7. De rechtbank stelt vast dat eiseres in haar aanvraag bewust de keuze heeft gemaakt voor de maanden april, mei en juni 2020 als maanden waarin het omzetverlies zich heeft voorgedaan. Een andere dag dan de eerste dag van een kalendermaand kon eiseres inderdaad niet kiezen als startdatum. Dit is een bewuste keuze geweest van de regelgever om werkgevers hiermee een mate van flexibiliteit te bieden bij het kiezen van de periode van de omzetdaling.Het kiezen van de eerste dag van een kalendermaand voor de omzetperiode is naar het oordeel van rechtbank in overeenstemming met het bepaalde in artikel 8, vierde lid, aanhef en onder c, van de NOW-1. Het kiezen van 15 maart 2021 als startdatum voor de periode van de omzetdaling heeft namelijk tot gevolg dat de periode van omzetdaling geen betrekking heeft op drie maar op vier achtereenvolgende kalendermaanden. Dat eiseres achteraf bezien nadeel ondervindt van de gekozen startdatum kan de rechtbank niet tot een andere conclusie brengen, Het maken van de juiste keuze is een verantwoordelijkheid van eiseres, waarbij zij had kunnen betrekken dat omzetontwikkelingen in de regel per kalendermaand worden vastgesteld en zelden per dag, terwijl ook loonaangiftes voor de loonheffing in beginsel per kalendermaand plaatsvinden. Gelet op het voorgaande heeft verweerder terecht de subsidie vastgesteld op basis van de door eiseres ingediende aanvraag. De beroepsgrond slaagt niet.
Conclusie
8. Gelet op het voorgaande is de rechtbank van oordeel dat verweerder ten onrechte uitsluitend de bezwaren tegen het primaire besluit 2 heeft beoordeeld en niet ook de bezwaren van eiseres tegen het primaire besluit 1. Dat betekent dat het beroep gegrond is.

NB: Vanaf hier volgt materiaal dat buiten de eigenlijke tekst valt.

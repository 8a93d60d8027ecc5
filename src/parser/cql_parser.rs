//! CQL script parser
//!
//! Splits a script into `;`-terminated statements and dispatches each one to
//! the matching statement parser.

use std::path::Path;

use encoding_rs::WINDOWS_1252;
use sqlparser::tokenizer::{Token, TokenWithSpan};
use tracing::debug;

use super::keyspace_parser::{parse_create_keyspace_tokens, parse_use_tokens};
use super::table_parser::parse_create_table_tokens;
use super::token_parser_base::{tokenize, TokenParser};
use crate::error::{ConvertError, Result};
use crate::model::Statement;

/// Read a script as a string, trying UTF-8 first, then Windows-1252 as fallback
pub fn read_script_file(path: &Path) -> Result<String> {
    let read_error = |source| ConvertError::ScriptRead {
        path: path.to_path_buf(),
        source,
    };
    let bytes = std::fs::read(path).map_err(read_error)?;

    let content = match String::from_utf8(bytes) {
        Ok(s) => s,
        Err(e) => {
            let (decoded, _, had_errors) = WINDOWS_1252.decode(e.as_bytes());
            if had_errors {
                return Err(read_error(std::io::Error::new(
                    std::io::ErrorKind::InvalidData,
                    "File contains invalid characters",
                )));
            }
            decoded.into_owned()
        }
    };

    Ok(content
        .strip_prefix('\u{FEFF}')
        .map(str::to_string)
        .unwrap_or(content))
}

/// Parse a CQL script file into statements
pub fn parse_script_file(path: &Path) -> Result<Vec<Statement>> {
    let script = read_script_file(path)?;
    parse_script(&script)
}

/// Parse a CQL script into statements, in script order
pub fn parse_script(script: &str) -> Result<Vec<Statement>> {
    let tokens = tokenize(script)?;
    let mut statements = Vec::new();

    for statement_tokens in split_statements(tokens) {
        let mut parser = TokenParser::from_tokens(statement_tokens);
        if parser.is_at_end() {
            continue;
        }
        let statement = parse_statement(&mut parser)?;
        debug!("Parsed {}", statement.describe());
        statements.push(statement);
    }

    Ok(statements)
}

/// Split a token stream on `;`, dropping the separators.
fn split_statements(tokens: Vec<TokenWithSpan>) -> Vec<Vec<TokenWithSpan>> {
    let mut statements = vec![Vec::new()];
    for token in tokens {
        if token.token == Token::SemiColon {
            statements.push(Vec::new());
        } else if let Some(current) = statements.last_mut() {
            current.push(token);
        }
    }
    statements
}

fn parse_statement(parser: &mut TokenParser) -> Result<Statement> {
    if parser.consume_word_ci("USE") {
        return parse_use_tokens(parser);
    }
    if parser.consume_word_ci("CREATE") {
        if parser.consume_word_ci("KEYSPACE") || parser.consume_word_ci("SCHEMA") {
            return parse_create_keyspace_tokens(parser);
        }
        if parser.consume_word_ci("TABLE") || parser.consume_word_ci("COLUMNFAMILY") {
            return parse_create_table_tokens(parser);
        }
        return Err(parser.unexpected("KEYSPACE or TABLE"));
    }
    Err(parser.unexpected("USE or CREATE statement"))
}
//! Mapping of CQL statements to Amazon Keyspaces resources
//!
//! The `Generator` owns a `GeneratorContext` for exactly one conversion run.
//! Statements are handled strictly in script order because later statements
//! depend on what earlier ones registered (keyspaces, tables, the keyspace in
//! use). Any fatal diagnostic ends the run; there is no partial result.

mod diagnostics;
mod keyspace_handler;
mod table_handler;
mod use_handler;

use std::collections::HashMap;

use tracing::info;

use crate::error::Result;
use crate::model::{Identifier, Statement};
use crate::template::Template;

pub use diagnostics::Diagnostics;

/// Options affecting how diagnostics are treated
#[derive(Debug, Clone, Copy, Default)]
pub struct GeneratorOptions {
    /// Treat warnings as fatal errors
    pub strict: bool,
}

/// Mutable state threaded through every statement handler
#[derive(Debug, Default)]
pub struct GeneratorContext {
    pub template: Template,
    pub diagnostics: Diagnostics,
    /// Keyspace selected by the last USE statement
    pub used_keyspace: Option<Identifier>,
    /// Logical ids of created keyspaces
    pub created_keyspaces: HashMap<Identifier, String>,
    /// Logical ids of created user types, by (keyspace, type)
    pub created_types: HashMap<(Identifier, Identifier), String>,
    /// Logical ids of created tables, by (keyspace, table)
    pub created_tables: HashMap<(Identifier, Identifier), String>,
}

/// Converts a sequence of statements into a template
#[derive(Debug)]
pub struct Generator {
    context: GeneratorContext,
}

impl Generator {
    pub fn new(options: GeneratorOptions) -> Self {
        Self {
            context: GeneratorContext {
                diagnostics: Diagnostics::new(options.strict),
                ..GeneratorContext::default()
            },
        }
    }

    /// Map one statement, updating the registry.
    pub fn handle(&mut self, statement: &Statement) -> Result<()> {
        info!("Processing {} statement", statement.describe());
        match statement {
            Statement::Use(s) => use_handler::handle(&mut self.context, s),
            Statement::CreateKeyspace(s) => keyspace_handler::handle(&mut self.context, s),
            Statement::CreateTable(s) => table_handler::handle(&mut self.context, s),
        }
    }

    /// Render the accumulated resources.
    pub fn generate(&self) -> Result<String> {
        self.context.template.render()
    }

    pub fn template(&self) -> &Template {
        &self.context.template
    }

    pub fn used_keyspace(&self) -> Option<&Identifier> {
        self.context.used_keyspace.as_ref()
    }

    pub fn warnings(&self) -> &[String] {
        self.context.diagnostics.warnings()
    }

    pub fn into_warnings(self) -> Vec<String> {
        self.context.diagnostics.into_warnings()
    }
}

Omdat verweerder het bezwaarschrift tegen zowel het primaire besluit 1 als het primaire besluit 2 ongegrond had moeten verklaren, ziet de rechtbank aanleiding om zelf in de zaak te voorzien. De rechtbank vernietigt het bestreden besluit en verklaart het bezwaarschrift van eiseres tegen het primaire besluit 1 en het primaire besluit 2 ongegrond. De rechtbank bepaalt dat deze uitspraak in de plaats treedt van het vernietigde besluit.
9. Omdat de rechtbank het beroep gegrond verklaart, moet verweerder aan eiseres het betaalde griffierecht vergoeden. Voor een proceskostenveroordeling bestaat geen aanleiding aangezien er geen proceskosten zijn die voor vergoeding in aanmerking komen.